Overview

This trial is active, not recruiting.

Condition arthritis, rheumatoid
Treatments celecoxib, ibuprofen, naproxen
Phase phase 4
Sponsor Pfizer
Collaborator The Cleveland Clinic
Start date October 2006
End date March 2016
Trial size 24200 participants
Trial identifier NCT00346216, 2004-002441-13, A3191172, PRECISION TRIAL

Summary

To answer the question of overall benefit: risk of celecoxib when compared to two most commonly prescribe traditional (non-selective) nonsteroidal anti-inflammatory drugs (NSAIDs) in the treatment of arthritis pain. For this purpose, patients with osteoarthritis or rheumatoid arthritis with or at risk of developing cardiovascular disease will be recruited. The cardiovascular, gastrointestinal and renal safety and symptomatic benefit in each treatment group will be assessed accordingly.
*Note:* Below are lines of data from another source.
//! Name resolution: a single depth-first walk that builds the symbol
//! tables and links every identifier occurrence to its entry.
//!
//! Diagnostics never stop the walk. A declaration that fails a check is
//! simply not entered in the table; later uses of it then report
//! "Undeclared identifier" on their own.

use indexmap::IndexMap;

use super::symbol_table::{
    FieldTable, FieldsId, ScopeError, SymId, SymKind, Symbol, SymbolTable, Symbols,
};
use super::types::Ty;
use crate::ast::{
    Block, CallExp, Decl, DeclId, Exp, ExpId, FnDecl, FormalDecl, Loc, Program, Stmt, StructDecl,
    TypeSpec, VarDecl,
};
use crate::diagnostics::Diagnostics;

const MULTIPLY_DECLARED: &str = "Multiply declared identifier";
const UNDECLARED: &str = "Undeclared identifier";
const NON_FN_VOID: &str = "Non-function declared void";
const BAD_STRUCT_TYPE: &str = "Invalid name of struct type";
const BAD_FIELD: &str = "Invalid struct field name";
const DOT_NON_STRUCT: &str = "Dot-access of non-struct type";

/// Links from AST handles to symbol entries, filled by [`resolve`].
#[derive(Debug, Clone)]
pub struct Resolutions {
    uses: Vec<Option<SymId>>,
    decls: Vec<Option<SymId>>,
}

impl Resolutions {
    fn new(num_exps: u32, num_decls: u32) -> Self {
        Self {
            uses: vec![None; num_exps as usize],
            decls: vec![None; num_decls as usize],
        }
    }

    /// Entry linked to an identifier or dot-access use site.
    pub fn use_of(&self, id: ExpId) -> Option<SymId> {
        self.uses[id.index()]
    }

    /// Entry created for a declaration.
    pub fn decl_of(&self, id: DeclId) -> Option<SymId> {
        self.decls[id.index()]
    }

    fn set_use(&mut self, id: ExpId, sym: SymId) {
        self.uses[id.index()] = Some(sym);
    }

    fn set_decl(&mut self, id: DeclId, sym: SymId) {
        self.decls[id.index()] = Some(sym);
    }
}

/// Output of name resolution. The scope stack is kept (global frame only
/// remains open) for the symbol dump.
#[derive(Debug)]
pub struct Resolved {
    pub symbols: Symbols,
    pub table: SymbolTable,
    pub resolutions: Resolutions,
}

pub fn resolve(program: &Program, diag: &mut Diagnostics) -> Result<Resolved, ScopeError> {
    let mut resolver = Resolver {
        symbols: Symbols::new(),
        table: SymbolTable::new(),
        res: Resolutions::new(program.num_exps, program.num_decls),
        diag,
    };
    resolver.program(program)?;
    Ok(Resolved {
        symbols: resolver.symbols,
        table: resolver.table,
        resolutions: resolver.res,
    })
}

struct Resolver<'d> {
    symbols: Symbols,
    table: SymbolTable,
    res: Resolutions,
    diag: &'d mut Diagnostics,
}

/// Where a dot-access chain currently stands.
enum DotCtx {
    /// The prefix named a struct-typed entry with this field table.
    Struct(FieldsId),
    /// The prefix resolved, but to something without fields.
    NotStruct,
    /// Already diagnosed somewhere along the chain; stay silent.
    Bad,
}

impl Resolver<'_> {
    fn program(&mut self, program: &Program) -> Result<(), ScopeError> {
        self.table.add_scope();
        for decl in &program.decls {
            match decl {
                Decl::Var(v) => self.var_decl(v)?,
                Decl::Fn(f) => self.fn_decl(f)?,
                Decl::Struct(s) => self.struct_decl(s)?,
            }
        }
        Ok(())
    }

    /// Builds the entry for a `type name;` declaration, applying the type
    /// checks shared by globals, locals, formals, and struct fields.
    /// Returns `None` (after reporting) if the declaration is ignored.
    fn var_symbol(&mut self, ty: &TypeSpec, decl_name: &str) -> Result<Option<Symbol>, ScopeError> {
        match ty {
            TypeSpec::Void(pos) => {
                self.diag.error(NON_FN_VOID, *pos).emit();
                Ok(None)
            }
            TypeSpec::Int(_) => Ok(Some(Symbol::var(decl_name, Ty::Int))),
            TypeSpec::Bool(_) => Ok(Some(Symbol::var(decl_name, Ty::Bool))),
            TypeSpec::Struct(type_name) => {
                let def = self.table.lookup_global(&type_name.name)?;
                match def {
                    Some(id) if matches!(self.symbols.get(id).kind, SymKind::StructDef { .. }) => {
                        Ok(Some(Symbol::struct_var(decl_name, &type_name.name, id)))
                    }
                    _ => {
                        self.diag.error(BAD_STRUCT_TYPE, type_name.pos).emit();
                        Ok(None)
                    }
                }
            }
        }
    }

    fn var_decl(&mut self, decl: &VarDecl) -> Result<(), ScopeError> {
        let Some(symbol) = self.var_symbol(&decl.ty, &decl.name.name)? else {
            return Ok(());
        };
        if self.table.lookup_local(&decl.name.name)?.is_some() {
            self.diag.error(MULTIPLY_DECLARED, decl.name.pos).emit();
            return Ok(());
        }
        let id = self.symbols.alloc(symbol);
        self.table.add_decl(&decl.name.name, id)?;
        self.res.set_decl(decl.id, id);
        Ok(())
    }

    fn fn_decl(&mut self, decl: &FnDecl) -> Result<(), ScopeError> {
        let ret = Ty::of_spec(&decl.ret);
        let duplicate = self.table.lookup_local(&decl.name.name)?.is_some();

        let fn_sym = if duplicate {
            self.diag.error(MULTIPLY_DECLARED, decl.name.pos).emit();
            None
        } else {
            let id = self.symbols.alloc(Symbol::function(&decl.name.name, ret));
            self.table.add_decl(&decl.name.name, id)?;
            self.res.set_decl(decl.id, id);
            Some(id)
        };

        // Formals and locals share one scope; the body is resolved even when
        // the function name itself was rejected.
        self.table.add_scope();
        let mut params = Vec::new();
        for formal in &decl.formals {
            if let Some(ty) = self.formal_decl(formal)? {
                params.push(ty);
            }
        }
        if let Some(id) = fn_sym
            && let Some(data) = self.symbols.fn_data_mut(id)
        {
            data.params = params;
        }

        for var in &decl.body.decls {
            self.var_decl(var)?;
        }
        for stmt in &decl.body.stmts {
            self.stmt(stmt)?;
        }
        self.table.remove_scope()
    }

    fn formal_decl(&mut self, decl: &FormalDecl) -> Result<Option<Ty>, ScopeError> {
        let Some(symbol) = self.var_symbol(&decl.ty, &decl.name.name)? else {
            return Ok(None);
        };
        if self.table.lookup_local(&decl.name.name)?.is_some() {
            self.diag.error(MULTIPLY_DECLARED, decl.name.pos).emit();
            return Ok(None);
        }
        let ty = symbol.ty.clone();
        let id = self.symbols.alloc(symbol);
        self.table.add_decl(&decl.name.name, id)?;
        self.res.set_decl(decl.id, id);
        Ok(Some(ty))
    }

    fn struct_decl(&mut self, decl: &StructDecl) -> Result<(), ScopeError> {
        if self.table.lookup_local(&decl.name.name)?.is_some() {
            self.diag.error(MULTIPLY_DECLARED, decl.name.pos).emit();
            return Ok(());
        }

        // Fields live in their own single-frame table; struct-typed fields
        // still resolve their type names against the enclosing table.
        let mut fields: FieldTable = IndexMap::new();
        for field in &decl.fields {
            let Some(symbol) = self.var_symbol(&field.ty, &field.name.name)? else {
                continue;
            };
            if fields.contains_key(&field.name.name) {
                self.diag.error(MULTIPLY_DECLARED, field.name.pos).emit();
                continue;
            }
            let id = self.symbols.alloc(symbol);
            fields.insert(field.name.name.clone(), id);
            self.res.set_decl(field.id, id);
        }

        let fields_id = self.symbols.alloc_fields(fields);
        let id = self
            .symbols
            .alloc(Symbol::struct_def(&decl.name.name, fields_id));
        self.table.add_decl(&decl.name.name, id)?;
        self.res.set_decl(decl.id, id);
        Ok(())
    }

    // ---- statements ----

    fn block(&mut self, block: &Block) -> Result<(), ScopeError> {
        self.table.add_scope();
        for var in &block.decls {
            self.var_decl(var)?;
        }
        for stmt in &block.stmts {
            self.stmt(stmt)?;
        }
        self.table.remove_scope()
    }

    fn stmt(&mut self, stmt: &Stmt) -> Result<(), ScopeError> {
        match stmt {
            Stmt::Assign(assign) => {
                self.loc(&assign.lhs)?;
                self.exp(&assign.rhs)
            }
            Stmt::Increment(loc) | Stmt::Decrement(loc) | Stmt::Read(loc) => self.loc(loc),
            Stmt::Write(exp) => self.exp(exp),
            Stmt::If(cond, body) | Stmt::While(cond, body) | Stmt::Repeat(cond, body) => {
                self.exp(cond)?;
                self.block(body)
            }
            Stmt::IfElse(cond, then_block, else_block) => {
                self.exp(cond)?;
                self.block(then_block)?;
                self.block(else_block)
            }
            Stmt::Call(call) => self.call(call),
            Stmt::Return(value, _) => match value {
                Some(exp) => self.exp(exp),
                None => Ok(()),
            },
        }
    }

    // ---- expressions ----

    fn exp(&mut self, exp: &Exp) -> Result<(), ScopeError> {
        match exp {
            Exp::IntLit { .. } | Exp::StrLit { .. } | Exp::True { .. } | Exp::False { .. } => {
                Ok(())
            }
            Exp::Loc(loc) => self.loc(loc),
            Exp::Assign(assign) => {
                self.loc(&assign.lhs)?;
                self.exp(&assign.rhs)
            }
            Exp::Call(call) => self.call(call),
            Exp::Unary { operand, .. } => self.exp(operand),
            Exp::Binary { lhs, rhs, .. } => {
                self.exp(lhs)?;
                self.exp(rhs)
            }
        }
    }

    fn call(&mut self, call: &CallExp) -> Result<(), ScopeError> {
        match self.table.lookup_global(&call.callee.name)? {
            Some(id) => self.res.set_use(call.callee.id, id),
            None => self.diag.error(UNDECLARED, call.callee.pos).emit(),
        }
        for arg in &call.args {
            self.exp(arg)?;
        }
        Ok(())
    }

    fn loc(&mut self, loc: &Loc) -> Result<(), ScopeError> {
        self.loc_chain(loc)?;
        Ok(())
    }

    fn loc_chain(&mut self, loc: &Loc) -> Result<DotCtx, ScopeError> {
        match loc {
            Loc::Id(id_exp) => match self.table.lookup_global(&id_exp.name)? {
                None => {
                    self.diag.error(UNDECLARED, id_exp.pos).emit();
                    Ok(DotCtx::Bad)
                }
                Some(id) => {
                    self.res.set_use(id_exp.id, id);
                    Ok(self.dot_ctx(id))
                }
            },
            Loc::Dot(dot) => {
                let base = self.loc_chain(&dot.base)?;
                match base {
                    DotCtx::Bad => Ok(DotCtx::Bad),
                    DotCtx::NotStruct => {
                        self.diag.error(DOT_NON_STRUCT, dot.base.pos()).emit();
                        Ok(DotCtx::Bad)
                    }
                    DotCtx::Struct(fields) => {
                        match self.symbols.lookup_field(fields, &dot.field.name) {
                            None => {
                                self.diag.error(BAD_FIELD, dot.field.pos).emit();
                                Ok(DotCtx::Bad)
                            }
                            Some(field_sym) => {
                                self.res.set_use(dot.id, field_sym);
                                Ok(self.dot_ctx(field_sym))
                            }
                        }
                    }
                }
            }
        }
    }

    fn dot_ctx(&self, sym: SymId) -> DotCtx {
        match self.symbols.fields_of_var(sym) {
            Some(fields) => DotCtx::Struct(fields),
            None => DotCtx::NotStruct,
        }
    }
}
United States No locations recruiting
Other Countries No locations recruiting

Study Design

Allocation randomized
Endpoint classification safety study
Intervention model parallel assignment
Masking double blind (subject, caregiver, investigator)
Primary purpose treatment
Arm
(Experimental)
subject receives celecoxib and dummy (placebo) ibuprofen and naproxen
celecoxib
100 to 200 mg twice daily, taken by mouth
(Active Comparator)
subject receives ibuprofen and dummy (placebo) celecoxib and naproxen
ibuprofen
ibuprofen 600 mg to 800 mg three times daily, taken by mouth
(Active Comparator)
subject receives naproxen and dummy (placebo) celecoxib and ibuprofen
naproxen
naproxen 375mg to 500 mg twice daily, taken by mouth

Primary Outcomes

Measure
The first occurrence of cardiovascular death (including hemorrhagic death), non-fatal myocardial infarction, or non-fatal stroke (APTC composite endpoint).
time frame: up to 18 months

Secondary Outcomes

Measure
The occurrence of Clinical Significant Gastrointestinal Events (CSGIEs)
time frame: up to 18 months
Patient's Assessment of Arthritis Pain (VAS)
time frame: up to 18 months
The first occurrence of a MACE defined as the composite of cardiovascular death (including hemorrhagic death), non-fatal MI, non-fatal stroke, hospitalization for UA, revascularization or hospitalization for TIA
time frame: up to 18 months

Eligibility Criteria

Male or female participants at least 18 years old.

Inclusion Criteria: - Subjects with osteoarthritis or rheumatoid Arthritis with or at risk of developing cardiovascular disease and who require and eligible for chronic, daily therapy with an NSAID to control arthritis sign and symptoms. Exclusion Criteria: - Subjects have had a recent cardiovascular event, unstable cardiovascular conditions, or any major surgery (cardiac or non-cardiac) within 3 months prior to randomization; - Subjects with medical or laboratory abnormality that would make the subject inappropriate for entry into this trial - Subjects require treatment with aspirin > 325 mg /day - Subjects with known hypersensitivity to celecoxib, ibuprofen, naproxen, aspirin or esomeprazole, etc.

Additional Information

Official title A Randomized, Double Blind, Parallel-group Study Of Cardiovascular Safety In Osteoarthritis Or Rheumatoid Arthritis Patients With Or At High Risk For Cardiovascular Disease Comparing Celecoxib With Naproxen And Ibuprofen
Trial information was received from ClinicalTrials.gov and was last updated in March 2016.
Information provided to ClinicalTrials.gov by Pfizer.